__Entries provided__.
-.-.-

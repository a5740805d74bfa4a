//! Per-bar feature extraction.
//!
//! [`FeatureEngine`] is fed one bar at a time and only holds rolling windows of
//! past values, so a snapshot for bar `i` is a function of bars `0..=i` only.
//!
//! Alongside trend and volatility it tracks a compression score (ATR and range
//! contraction against their trailing means, blended with a low vol
//! percentile) and a bullish expansion trigger: once compression has been
//! seen, a close above the prior rolling high with expanding vol in an
//! uptrend fires the trigger.

use serde::Serialize;

use crate::candle::Bar;
use crate::config::{CompressionConfig, RegimeConfig, TrendMethod};
use crate::indicators::atr::AtrIndicator;
use crate::indicators::ema::Ema;
use crate::indicators::sma::Sma;
use crate::indicators::volatility::{PercentileRank, RealizedVol};
use crate::indicators::RingBuf;

/// Feature values for one bar.
#[derive(Debug, Clone, PartialEq, Serialize)]
pub struct FeatureSnapshot {
    pub bar_index: u64,
    pub t: i64,
    pub close: f64,
    pub log_return: Option<f64>,
    pub realized_vol: Option<f64>,
    pub vol_pct: Option<f64>,
    pub moving_average: Option<f64>,
    /// -1, 0 or +1; 0 while the moving average is warming up or price sits inside the band.
    pub trend: i8,
    pub funding: Option<f64>,
    pub compression_score: Option<f64>,
    pub range_width: Option<f64>,
    pub expansion: bool,
    /// Trend and volatility percentile are both available.
    pub warm: bool,
}

#[derive(Debug, Clone)]
enum TrendAverage {
    Sma(Sma),
    Ema(Ema),
}

impl TrendAverage {
    fn update(&mut self, close: f64) -> Option<f64> {
        match self {
            TrendAverage::Sma(s) => s.update(close),
            TrendAverage::Ema(e) => {
                let v = e.update(close);
                e.is_warm().then_some(v)
            }
        }
    }
}

/// Trend sign of `close` relative to `ma` with a relative dead band.
pub fn trend_sign(close: f64, ma: Option<f64>, band: f64) -> i8 {
    match ma {
        Some(m) if close > m * (1.0 + band) => 1,
        Some(m) if close < m * (1.0 - band) => -1,
        _ => 0,
    }
}

#[derive(Debug, Clone)]
struct CompressionState {
    cfg: CompressionConfig,
    atr: AtrIndicator,
    atr_mean: Sma,
    range_mean: Sma,
    vol: RealizedVol,
    vol_rank: PercentileRank,
    highs: RingBuf,
    lows: RingBuf,
    compressed_run: u32,
    was_compressed: bool,
}

impl CompressionState {
    fn new(cfg: &CompressionConfig) -> Self {
        Self {
            cfg: cfg.clone(),
            atr: AtrIndicator::new(cfg.atr_window),
            atr_mean: Sma::new(cfg.contraction_lookback),
            range_mean: Sma::new(cfg.contraction_lookback),
            vol: RealizedVol::new(cfg.atr_window, 1.0, false),
            vol_rank: PercentileRank::new(cfg.vol_pct_window),
            highs: RingBuf::new(cfg.range_window),
            lows: RingBuf::new(cfg.range_window),
            compressed_run: 0,
            was_compressed: false,
        }
    }

    /// Returns `(score, range_width, prior_rolling_high)`.
    fn update(&mut self, bar: &Bar, log_return: Option<f64>) -> (Option<f64>, Option<f64>, Option<f64>) {
        let cfg = &self.cfg;
        let atr = self.atr.update(bar.h, bar.l, bar.c);
        let atr_mean = self.atr_mean.update_opt(atr);
        let range = bar.h - bar.l;
        let range_mean = self.range_mean.update(range);
        let vol_pct = log_return
            .and_then(|r| self.vol.update(r))
            .and_then(|v| self.vol_rank.update(v));

        let w_sum = cfg.weight_atr + cfg.weight_range + cfg.weight_vol;
        let norm = |w: f64| if w_sum > 0.0 { w / w_sum } else { 0.0 };
        let mut comp = 0.0;
        let mut weight = 0.0;
        if let (Some(a), Some(m)) = (atr, atr_mean) {
            if m > 0.0 {
                comp += norm(cfg.weight_atr) * (1.0 - a / m).clamp(0.0, 1.0);
                weight += norm(cfg.weight_atr);
            }
        }
        if let Some(m) = range_mean {
            if m > 0.0 {
                comp += norm(cfg.weight_range) * (1.0 - range / m).clamp(0.0, 1.0);
                weight += norm(cfg.weight_range);
            }
        }
        if let Some(p) = vol_pct {
            let low = cfg.vol_pct_low_threshold;
            comp += norm(cfg.weight_vol) * ((low - p) / low).clamp(0.0, 1.0);
            weight += norm(cfg.weight_vol);
        }
        let score = (weight > 0.0).then(|| comp / weight);

        match score {
            Some(s) if s >= cfg.score_trigger => self.compressed_run += 1,
            _ => self.compressed_run = 0,
        }
        if self.compressed_run >= cfg.breakout_confirm {
            self.was_compressed = true;
        }

        let prior_high = self.highs.full().then(|| self.highs.max());
        self.highs.push(bar.h);
        self.lows.push(bar.l);
        let width = self
            .highs
            .full()
            .then(|| self.highs.max() - self.lows.min());

        (score, width, prior_high)
    }
}

/// Incremental feature pipeline for one symbol.
#[derive(Debug, Clone)]
pub struct FeatureEngine {
    regime_cfg: RegimeConfig,
    bar_count: u64,
    prev_close: Option<f64>,
    trend_ma: TrendAverage,
    vol: RealizedVol,
    vol_rank: PercentileRank,
    compression: CompressionState,
}

impl FeatureEngine {
    pub fn new(regime: &RegimeConfig, compression: &CompressionConfig) -> Self {
        let trend_ma = match regime.trend_method {
            TrendMethod::Sma => TrendAverage::Sma(Sma::new(regime.long_ma_window)),
            TrendMethod::Ema => TrendAverage::Ema(Ema::new(regime.long_ma_window)),
        };
        Self {
            regime_cfg: regime.clone(),
            bar_count: 0,
            prev_close: None,
            trend_ma,
            vol: RealizedVol::new(
                regime.rv_window,
                regime.annualization_factor,
                regime.demean_returns,
            ),
            vol_rank: PercentileRank::new(regime.vol_percentile_window),
            compression: CompressionState::new(compression),
        }
    }

    pub fn bars_seen(&self) -> u64 {
        self.bar_count
    }

    /// Consume one validated bar and return its features.
    pub fn update(&mut self, bar: &Bar) -> FeatureSnapshot {
        let log_return = self.prev_close.map(|p| (bar.c / p).ln());
        self.prev_close = Some(bar.c);

        let realized_vol = log_return.and_then(|r| self.vol.update(r));
        let vol_pct = realized_vol.and_then(|v| self.vol_rank.update(v));
        let moving_average = self.trend_ma.update(bar.c);
        let trend = trend_sign(bar.c, moving_average, self.regime_cfg.trend_band);

        let (compression_score, range_width, prior_high) = self.compression.update(bar, log_return);
        let expansion = match (prior_high, vol_pct) {
            (Some(hi), Some(v)) => {
                self.compression.was_compressed
                    && bar.c > hi
                    && v >= self.compression.cfg.vol_expand_threshold
                    && trend > 0
            }
            _ => false,
        };

        let snap = FeatureSnapshot {
            bar_index: self.bar_count,
            t: bar.t,
            close: bar.c,
            log_return,
            realized_vol,
            vol_pct,
            moving_average,
            trend,
            funding: bar.funding,
            compression_score,
            range_width,
            expansion,
            warm: moving_average.is_some() && vol_pct.is_some(),
        };
        self.bar_count += 1;
        snap
    }
}

#[cfg(test)]
mod tests {
    use super::*;

    fn small_regime() -> RegimeConfig {
        RegimeConfig {
            long_ma_window: 5,
            rv_window: 3,
            vol_percentile_window: 4,
            ..RegimeConfig::default()
        }
    }

    fn bar(t: i64, c: f64) -> Bar {
        Bar {
            t,
            o: c,
            h: c * 1.01,
            l: c * 0.99,
            c,
            v: 1.0,
            funding: None,
            open_interest: None,
        }
    }

    #[test]
    fn warmup_then_warm() {
        let mut fe = FeatureEngine::new(&small_regime(), &CompressionConfig::default());
        let mut warm_at = None;
        for i in 0..20 {
            let s = fe.update(&bar(i, 100.0 + (i % 3) as f64));
            if s.warm && warm_at.is_none() {
                warm_at = Some(i);
            }
        }
        // rv needs 3 returns (bar 3), percentile needs 4 rv values (bar 6)
        assert_eq!(warm_at, Some(6));
    }

    #[test]
    fn trend_sign_respects_band() {
        assert_eq!(trend_sign(100.05, Some(100.0), 0.001), 0);
        assert_eq!(trend_sign(100.2, Some(100.0), 0.001), 1);
        assert_eq!(trend_sign(99.8, Some(100.0), 0.001), -1);
        assert_eq!(trend_sign(150.0, None, 0.0), 0);
    }

    #[test]
    fn rising_series_has_positive_trend() {
        let mut fe = FeatureEngine::new(&small_regime(), &CompressionConfig::default());
        let mut last = None;
        for i in 0..10 {
            last = Some(fe.update(&bar(i, 100.0 * 1.01f64.powi(i as i32))));
        }
        assert_eq!(last.unwrap().trend, 1);
    }

    #[test]
    fn expansion_fires_after_compression_breakout() {
        let regime = RegimeConfig {
            long_ma_window: 10,
            rv_window: 3,
            vol_percentile_window: 10,
            ..RegimeConfig::default()
        };
        let comp = CompressionConfig {
            atr_window: 3,
            contraction_lookback: 5,
            vol_pct_window: 10,
            range_window: 5,
            ..CompressionConfig::default()
        };
        let mut fe = FeatureEngine::new(&regime, &comp);
        let mut t = 0;
        let mut px = 100.0;
        // noisy drift up
        for i in 0..20 {
            px *= if i % 2 == 0 { 1.02 } else { 0.99 };
            fe.update(&Bar { t, o: px, h: px * 1.02, l: px * 0.98, c: px, v: 1.0, funding: None, open_interest: None });
            t += 1;
        }
        // tight range
        for _ in 0..10 {
            fe.update(&Bar { t, o: px, h: px * 1.0005, l: px * 0.9995, c: px, v: 1.0, funding: None, open_interest: None });
            t += 1;
        }
        // breakout
        let mut fired = false;
        for _ in 0..3 {
            px *= 1.05;
            let s = fe.update(&Bar { t, o: px, h: px * 1.01, l: px * 0.99, c: px, v: 1.0, funding: None, open_interest: None });
            fired |= s.expansion;
            t += 1;
        }
        assert!(fired);
    }

    #[test]
    fn snapshot_depends_only_on_past_bars() {
        let bars: Vec<Bar> = (0..60)
            .map(|i| bar(i, 100.0 + ((i * 7) % 11) as f64))
            .collect();
        let mut full = FeatureEngine::new(&small_regime(), &CompressionConfig::default());
        let full_snaps: Vec<_> = bars.iter().map(|b| full.update(b)).collect();
        let mut truncated = FeatureEngine::new(&small_regime(), &CompressionConfig::default());
        for (i, b) in bars[..30].iter().enumerate() {
            assert_eq!(truncated.update(b), full_snaps[i]);
        }
    }
}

-.-.-

__Prompt__.
Above are some records. Copy each of their lines that holds the string "iter".

__Output of the exercise__.
        let full_snaps: Vec<_> = bars.iter().map(|b| full.update(b)).collect();
        for (i, b) in bars[..30].iter().enumerate() {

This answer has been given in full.